# REQUIREMENT
The answer must be every line of the data that holds the word "while".

======== INPUT ========

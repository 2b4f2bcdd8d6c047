//! Error types for the slide pipeline.

use std::time::Duration;

/// Why a narration did not play to its natural end.
#[derive(Debug, Clone, PartialEq, Eq, thiserror::Error)]
pub enum PlaybackError {
    /// The speech resource could not be resolved or playback could not start.
    #[error("Narration playback unavailable: {0}")]
    Unavailable(String),

    /// Playback did not report completion within the configured bound.
    #[error("Narration did not finish within {0:?}")]
    TimedOut(Duration),

    /// A newer narration replaced this one on the audio output.
    #[error("Narration superseded by a newer playback")]
    Superseded,
}

/// Failure of a single slide command.
///
/// The slide is already in the deck when this is returned; only the
/// narration step failed.
#[derive(Debug, thiserror::Error)]
pub enum CommandError {
    #[error("Slide {slide_index} was added but its narration failed: {source}")]
    PlaybackUnavailable {
        slide_index: usize,
        #[source]
        source: PlaybackError,
    },
}

/// Failure of a one-shot slide task.
#[derive(Debug, thiserror::Error)]
pub enum TaskError {
    /// The trigger fired while a previous run was still in flight.
    #[error("A slide task is already running")]
    AlreadyRunning,

    /// The model answered without calling the slide action.
    #[error("The model did not choose to create a slide")]
    NoAction,

    #[error("Invalid arguments for slide action: {0}")]
    InvalidArguments(#[from] serde_json::Error),

    #[error("Failed to decide on a slide: {0}")]
    Decision(anyhow::Error),

    #[error(transparent)]
    Command(#[from] CommandError),
}

/// Failure of the speech-synthesis backend.
#[derive(Debug, thiserror::Error)]
pub enum SpeechError {
    #[error("Nothing to synthesize")]
    EmptyText,

    #[error("Speech synthesis failed: {0}")]
    Backend(String),
}
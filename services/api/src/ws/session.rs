//! Manages the primary WebSocket connection lifecycle for a presentation session.

use super::{
    cycle::{run_slide_task, run_turn},
    protocol::{ClientMessage, ServerMessage},
};
use crate::{models, state::AppState};
use anyhow::Result;
use axum::{
    extract::{
        State,
        ws::{Message, WebSocket, WebSocketUpgrade},
    },
    response::Response,
};
use deckcast_core::{
    DeckEvent,
    agent::PresentationService,
    command::CommandHandler,
    deck::{Deck, SharedDeck},
    navigation::NavigationController,
    playback::NarrationPlayer,
    task::SlideTask,
    view,
};
use futures_util::{
    SinkExt, StreamExt,
    stream::{SplitSink, SplitStream},
};
use rmcp::ServiceExt;
use std::sync::Arc;
use tokio::{
    sync::{Mutex, mpsc},
    task::JoinSet,
};
use tracing::{Instrument, error, info, instrument, warn};
use uuid::Uuid;

/// The write half of a client socket, shared between the session loop and its tasks.
pub(crate) type SocketSink = Arc<Mutex<SplitSink<WebSocket, Message>>>;

/// Axum handler to upgrade an HTTP connection to a WebSocket.
pub async fn ws_handler(ws: WebSocketUpgrade, State(state): State<Arc<AppState>>) -> Response {
    ws.on_upgrade(|socket| handle_socket(socket, state))
}

/// Main handler for an individual WebSocket connection.
///
/// Every connection gets a fresh, empty deck. The session loop runs until the
/// client closes the socket.
#[instrument(name = "ws_session", skip_all, fields(session_id))]
async fn handle_socket(socket: WebSocket, state: Arc<AppState>) {
    let session_id = Uuid::new_v4();
    tracing::Span::current().record("session_id", tracing::field::display(session_id));
    info!("New WebSocket connection");

    let (socket_tx, socket_rx) = socket.split();
    let socket_tx: SocketSink = Arc::new(Mutex::new(socket_tx));

    let session_span = tracing::info_span!("presentation_runtime", %session_id);
    async move {
        if let Err(e) = run_presentation_session(state, socket_tx, socket_rx, session_id).await {
            error!(error = ?e, "Presentation session terminated with error.");
        }
        info!("Presentation session finished.");
    }
    .instrument(session_span)
    .await
}

/// The main event loop for an active WebSocket session.
///
/// Listens for client messages, playback directives from the narration
/// player and deck events from the slide pipeline. Agent turns and slide
/// tasks run as separate tasks so that narration reports keep flowing while
/// a slide command is waiting on its narration.
async fn run_presentation_session(
    state: Arc<AppState>,
    socket_tx: SocketSink,
    mut socket_rx: SplitStream<WebSocket>,
    session_id: Uuid,
) -> Result<()> {
    let deck: SharedDeck = Deck::shared();

    // Nothing is spawned yet, so an early return here needs no cleanup.
    {
        let deck = deck.lock().await;
        send_msg(
            &mut *socket_tx.lock().await,
            ServerMessage::Initialized {
                session_id,
                view: view::render(&deck),
                deck: deck.snapshot(),
            },
        )
        .await?;
    }

    let (event_tx, mut event_rx) = mpsc::channel::<DeckEvent>(32);
    let (directive_tx, mut directive_rx) = mpsc::channel(8);

    let player = Arc::new(NarrationPlayer::new(
        state.config.tts_endpoint.clone(),
        directive_tx,
    ));
    let commands = Arc::new(CommandHandler::new(
        deck.clone(),
        player.clone(),
        Some(event_tx),
        state.config.pipeline_config(),
    ));
    // Navigation answers on the socket directly; the loop below is the only
    // consumer of the event channel.
    let navigation = NavigationController::new(deck.clone(), None);
    let slide_task = Arc::new(SlideTask::new(commands.clone(), state.llm_client.clone()));

    let presentation_service = PresentationService::new(commands);
    let (server_transport, client_transport) = tokio::io::duplex(4096);

    // Spawn the agent's tool-handling service.
    let agent_tool_handle = tokio::spawn(async move {
        if let Ok(service) = presentation_service.serve(server_transport).await {
            let _ = service.waiting().await;
        }
    });
    let mcp_client = Arc::new(().serve(client_transport).await?);

    let history = Arc::new(Mutex::new(Vec::<models::Message>::new()));
    let turn_lock = Arc::new(Mutex::new(()));
    let mut background = JoinSet::new();

    loop {
        tokio::select! {
            // Handle messages from the client WebSocket.
            incoming = socket_rx.next() => {
                let msg = match read_client(incoming) {
                    Inbound::Message(msg) => msg,
                    Inbound::Skip => continue,
                    Inbound::Closed => break,
                };
                match msg {
                    ClientMessage::UserMessage { text } => {
                        background.spawn(
                            run_turn(
                                state.clone(),
                                deck.clone(),
                                history.clone(),
                                turn_lock.clone(),
                                mcp_client.clone(),
                                text,
                                socket_tx.clone(),
                            )
                            .in_current_span(),
                        );
                    }
                    ClientMessage::AddSlide => {
                        background.spawn(
                            run_slide_task(slide_task.clone(), history.clone(), socket_tx.clone())
                                .in_current_span(),
                        );
                    }
                    ClientMessage::GoBack => {
                        navigation.go_back().await;
                        if let Err(e) = send_deck_update(&deck, &socket_tx).await {
                            warn!(error = ?e, "Failed to send deck update; closing session.");
                            break;
                        }
                    }
                    ClientMessage::GoForward => {
                        navigation.go_forward().await;
                        if let Err(e) = send_deck_update(&deck, &socket_tx).await {
                            warn!(error = ?e, "Failed to send deck update; closing session.");
                            break;
                        }
                    }
                    ClientMessage::NarrationEnded { id } => {
                        if !player.playback_ended(id).await {
                            info!(narration_id = id, "Ignoring end report for stale narration.");
                        }
                    }
                    ClientMessage::NarrationFailed { id, reason } => {
                        if !player.playback_failed(id, reason).await {
                            info!(narration_id = id, "Ignoring failure report for stale narration.");
                        }
                    }
                }
            },
            // Forward narration requests to the client's audio element.
            Some(directive) = directive_rx.recv() => {
                let msg = ServerMessage::PlayNarration { id: directive.id, url: directive.url };
                if let Err(e) = send_msg(&mut *socket_tx.lock().await, msg).await {
                    warn!(error = ?e, "Failed to forward narration; closing session.");
                    break;
                }
            },
            // Handle deck events from the slide pipeline.
            Some(event) = event_rx.recv() => {
                let msg = match event {
                    DeckEvent::Updated(snapshot) => ServerMessage::DeckUpdate {
                        view: view::render_snapshot(&snapshot),
                        deck: snapshot,
                    },
                    DeckEvent::NarrationUnavailable { slide_index, reason } => ServerMessage::Notice {
                        message: format!("Slide {} could not be narrated: {}", slide_index + 1, reason),
                    },
                };
                if let Err(e) = send_msg(&mut *socket_tx.lock().await, msg).await {
                    warn!(error = ?e, "Failed to send deck event; closing session.");
                    break;
                }
            },
            Some(joined) = background.join_next() => {
                if let Err(e) = joined {
                    error!(error = ?e, "Session task panicked.");
                }
            },
        }
    }

    // Clean up background tasks on exit.
    player.detach().await;
    background.abort_all();
    agent_tool_handle.abort();
    info!("WebSocket connection closed and presentation session terminated.");
    Ok(())
}

/// What the session loop does with one read from the client socket.
#[derive(Debug, PartialEq)]
enum Inbound {
    Message(ClientMessage),
    Skip,
    Closed,
}

fn read_client(incoming: Option<Result<Message, axum::Error>>) -> Inbound {
    match incoming {
        None => {
            info!("Client stream ended. Shutting down session.");
            Inbound::Closed
        }
        Some(Ok(Message::Text(text))) => match serde_json::from_str::<ClientMessage>(&text) {
            Ok(msg) => Inbound::Message(msg),
            Err(e) => {
                warn!(error = %e, "Ignoring malformed client message.");
                Inbound::Skip
            }
        },
        Some(Ok(Message::Binary(_))) => {
            warn!("Ignoring unexpected binary message.");
            Inbound::Skip
        }
        Some(Ok(Message::Close(_))) => {
            info!("Client sent close frame. Shutting down session.");
            Inbound::Closed
        }
        Some(Ok(Message::Ping(_) | Message::Pong(_))) => Inbound::Skip,
        Some(Err(e)) => {
            error!("Error receiving from client WebSocket: {:?}", e);
            Inbound::Closed
        }
    }
}

async fn send_deck_update(deck: &SharedDeck, socket_tx: &SocketSink) -> Result<()> {
    let snapshot = deck.lock().await.snapshot();
    send_msg(
        &mut *socket_tx.lock().await,
        ServerMessage::DeckUpdate {
            view: view::render_snapshot(&snapshot),
            deck: snapshot,
        },
    )
    .await
}

/// A helper function to serialize and send a `ServerMessage` to the client.
pub(crate) async fn send_msg(
    socket_tx: &mut SplitSink<WebSocket, Message>,
    msg: ServerMessage,
) -> Result<()> {
    let serialized = serde_json::to_string(&msg)?;
    socket_tx.send(Message::Text(serialized.into())).await?;
    Ok(())
}
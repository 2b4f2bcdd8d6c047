//! Contains the logic for the agent's "ReAct" (Reason and Act) turn.

use crate::{
    models::{self, Message, MessageRole},
    state::AppState,
    ws::{protocol::ServerMessage, session::SocketSink, session::send_msg},
};
use anyhow::{Context, Result};
use async_openai::types::{
    ChatCompletionRequestAssistantMessageArgs, ChatCompletionRequestMessage,
    ChatCompletionRequestToolMessageArgs, ChatCompletionTool, ChatCompletionToolArgs,
    FunctionObjectArgs,
};
use deckcast_core::{
    deck::SharedDeck,
    error::TaskError,
    llm_client::{LLMAction, LLMStreamEvent, ToolSelection},
    task::SlideTask,
};
use futures_util::StreamExt;
use rmcp::{
    model::{CallToolRequestParam, RawContent},
    service::{RoleClient, RunningService},
};
use std::sync::Arc;
use tokio::sync::Mutex;
use tracing::{info, warn};

/// Handles a single user message, driving the agent through one ReAct turn.
///
/// This involves:
/// 1.  Constructing the prompt with the current deck and the chat history.
/// 2.  Calling the LLM to decide on an action (answer or create slides).
/// 3.  If tools are chosen, executing them one after another. Each slide
///     tool only returns after its narration has played, so slides are
///     presented strictly in order.
/// 4.  Streaming the final text response back to the client.
pub(crate) async fn handle_react_cycle(
    state: &AppState,
    deck: &SharedDeck,
    history: &Mutex<Vec<Message>>,
    mcp_client: &RunningService<RoleClient, ()>,
    user_text: &str,
    socket_tx: &SocketSink,
) -> Result<()> {
    let conversation = {
        let mut history = history.lock().await;
        history.push(Message::new(MessageRole::User, user_text));
        history.clone()
    };

    let system_prompt = format!(
        "{}\n\n# Current Context for This Turn\n\n{}",
        state.system_prompt,
        deck.lock().await.agent_context()
    );
    let messages = models::chat_history(&conversation)?;
    let tools = list_tools(mcp_client).await?;

    let action = state
        .llm_client
        .decide_action(
            system_prompt.clone(),
            messages.clone(),
            tools,
            ToolSelection::Auto,
        )
        .await?;

    let mut full_response = String::new();
    {
        let mut sink = socket_tx.lock().await;
        send_msg(&mut sink, ServerMessage::ResponseStart).await?;
    }

    match action {
        LLMAction::TextResponse(response_text) => {
            send_chunk(socket_tx, &response_text).await?;
            full_response = response_text;
        }
        LLMAction::ToolCall(tool_calls) => {
            info!(calls = tool_calls.len(), "Agent requested tool calls");
            let mut history_with_tools: Vec<ChatCompletionRequestMessage> = messages;
            history_with_tools.push(
                ChatCompletionRequestAssistantMessageArgs::default()
                    .tool_calls(tool_calls.clone())
                    .build()?
                    .into(),
            );
            for call in &tool_calls {
                let result_text = call_tool(mcp_client, &call.function.name, &call.function.arguments).await?;
                history_with_tools.push(
                    ChatCompletionRequestToolMessageArgs::default()
                        .tool_call_id(call.id.clone())
                        .content(result_text)
                        .build()?
                        .into(),
                );
            }

            // Call the LLM again with the tool results to get the final response.
            let mut final_stream = state
                .llm_client
                .stream_after_tools(system_prompt, history_with_tools)
                .await?;
            while let Some(event_result) = final_stream.next().await {
                match event_result {
                    Ok(LLMStreamEvent::TextChunk(chunk)) => {
                        send_chunk(socket_tx, &chunk).await?;
                        full_response.push_str(&chunk);
                    }
                    Err(e) => warn!(error = %e, "Dropping failed response chunk"),
                }
            }
        }
    }

    {
        let mut sink = socket_tx.lock().await;
        send_msg(&mut sink, ServerMessage::ResponseEnd).await?;
    }

    if !full_response.is_empty() {
        history
            .lock()
            .await
            .push(Message::new(MessageRole::Ai, full_response));
    }
    Ok(())
}

/// Lists the presentation tools in the shape the LLM expects.
async fn list_tools(mcp_client: &RunningService<RoleClient, ()>) -> Result<Vec<ChatCompletionTool>> {
    mcp_client
        .list_all_tools()
        .await?
        .into_iter()
        .map(|t| {
            Ok(ChatCompletionToolArgs::default()
                .function(
                    FunctionObjectArgs::default()
                        .name(t.name)
                        .description(t.description.unwrap_or_default())
                        .parameters(serde_json::to_value(&*t.input_schema)?)
                        .build()?,
                )
                .build()?)
        })
        .collect()
}

/// Runs one tool through the MCP client and returns its text result.
///
/// Tool failures (including a slide whose narration failed) are returned as
/// text so the model can react to them.
async fn call_tool(
    mcp_client: &RunningService<RoleClient, ()>,
    name: &str,
    arguments: &str,
) -> Result<String> {
    let arguments = match serde_json::from_str(arguments) {
        Ok(arguments) => arguments,
        Err(e) => {
            warn!(tool = %name, error = %e, "Model sent malformed tool arguments");
            return Ok(format!("{{\"error\": \"Invalid arguments: {e}\"}}"));
        }
    };
    let result = mcp_client
        .peer()
        .call_tool(CallToolRequestParam {
            name: name.to_string().into(),
            arguments: Some(arguments),
        })
        .await?;

    let annotated_content = result
        .content
        .context("Tool call returned no content")?
        .pop()
        .context("Content list was empty")?;
    Ok(match annotated_content.raw {
        RawContent::Text(text_content) => text_content.text,
        _ => "{\"error\": \"Unexpected content type from tool\"}".to_string(),
    })
}

async fn send_chunk(socket_tx: &SocketSink, chunk: &str) -> Result<()> {
    let mut sink = socket_tx.lock().await;
    send_msg(
        &mut sink,
        ServerMessage::ResponseChunk {
            chunk: chunk.to_string(),
        },
    )
    .await
}

/// Spawn-friendly wrapper that reports failures to the client.
pub(crate) async fn run_turn(
    state: Arc<AppState>,
    deck: SharedDeck,
    history: Arc<Mutex<Vec<Message>>>,
    turn_lock: Arc<Mutex<()>>,
    mcp_client: Arc<RunningService<RoleClient, ()>>,
    user_text: String,
    socket_tx: SocketSink,
) {
    let _turn = turn_lock.lock().await;
    if let Err(e) =
        handle_react_cycle(&state, &deck, &history, &mcp_client, &user_text, &socket_tx).await
    {
        warn!(error = ?e, "Agent turn failed");
        let mut sink = socket_tx.lock().await;
        let _ = send_msg(
            &mut sink,
            ServerMessage::Error {
                message: format!("The agent could not finish its turn: {e}"),
            },
        )
        .await;
    }
}

/// Runs the one-shot slide task for the "Add Slide" control.
///
/// The run is claimed before `running: true` is announced, so a rejected
/// trigger never reports the in-flight run as finished. Narration failures
/// are already reported through the deck's event channel, so only the other
/// task failures become notices here.
pub(crate) async fn run_slide_task(
    task: Arc<SlideTask>,
    history: Arc<Mutex<Vec<Message>>>,
    socket_tx: SocketSink,
) {
    let claimed = match task.try_begin() {
        Ok(claimed) => claimed,
        Err(e) => {
            info!(error = %e, "Ignoring slide task trigger");
            let _ = send_msg(
                &mut *socket_tx.lock().await,
                ServerMessage::Notice {
                    message: e.to_string(),
                },
            )
            .await;
            return;
        }
    };

    let _ = send_msg(
        &mut *socket_tx.lock().await,
        ServerMessage::TaskStatus { running: true },
    )
    .await;
    let context = {
        let history = history.lock().await;
        models::chat_history(&history)
    };
    let outcome = match context {
        Ok(context) => claimed.run(context).await,
        Err(e) => Err(TaskError::Decision(e)),
    };

    let mut sink = socket_tx.lock().await;
    match outcome {
        Ok(index) => info!(slide_index = index, "Slide task finished"),
        Err(TaskError::Command(e)) => warn!(error = %e, "Slide task narration failed"),
        Err(e) => {
            warn!(error = %e, "Slide task did not produce a slide");
            let _ = send_msg(
                &mut sink,
                ServerMessage::Notice {
                    message: e.to_string(),
                },
            )
            .await;
        }
    }
    let _ = send_msg(&mut sink, ServerMessage::TaskStatus { running: false }).await;
    // Release the claim only once the client has been told the run ended.
    drop(sink);
    drop(claimed);
}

========

# SOLUTION
    /// The trigger fired while a previous run was still in flight.
/// tasks run as separate tasks so that narration reports keep flowing while
            while let Some(event_result) = final_stream.next().await {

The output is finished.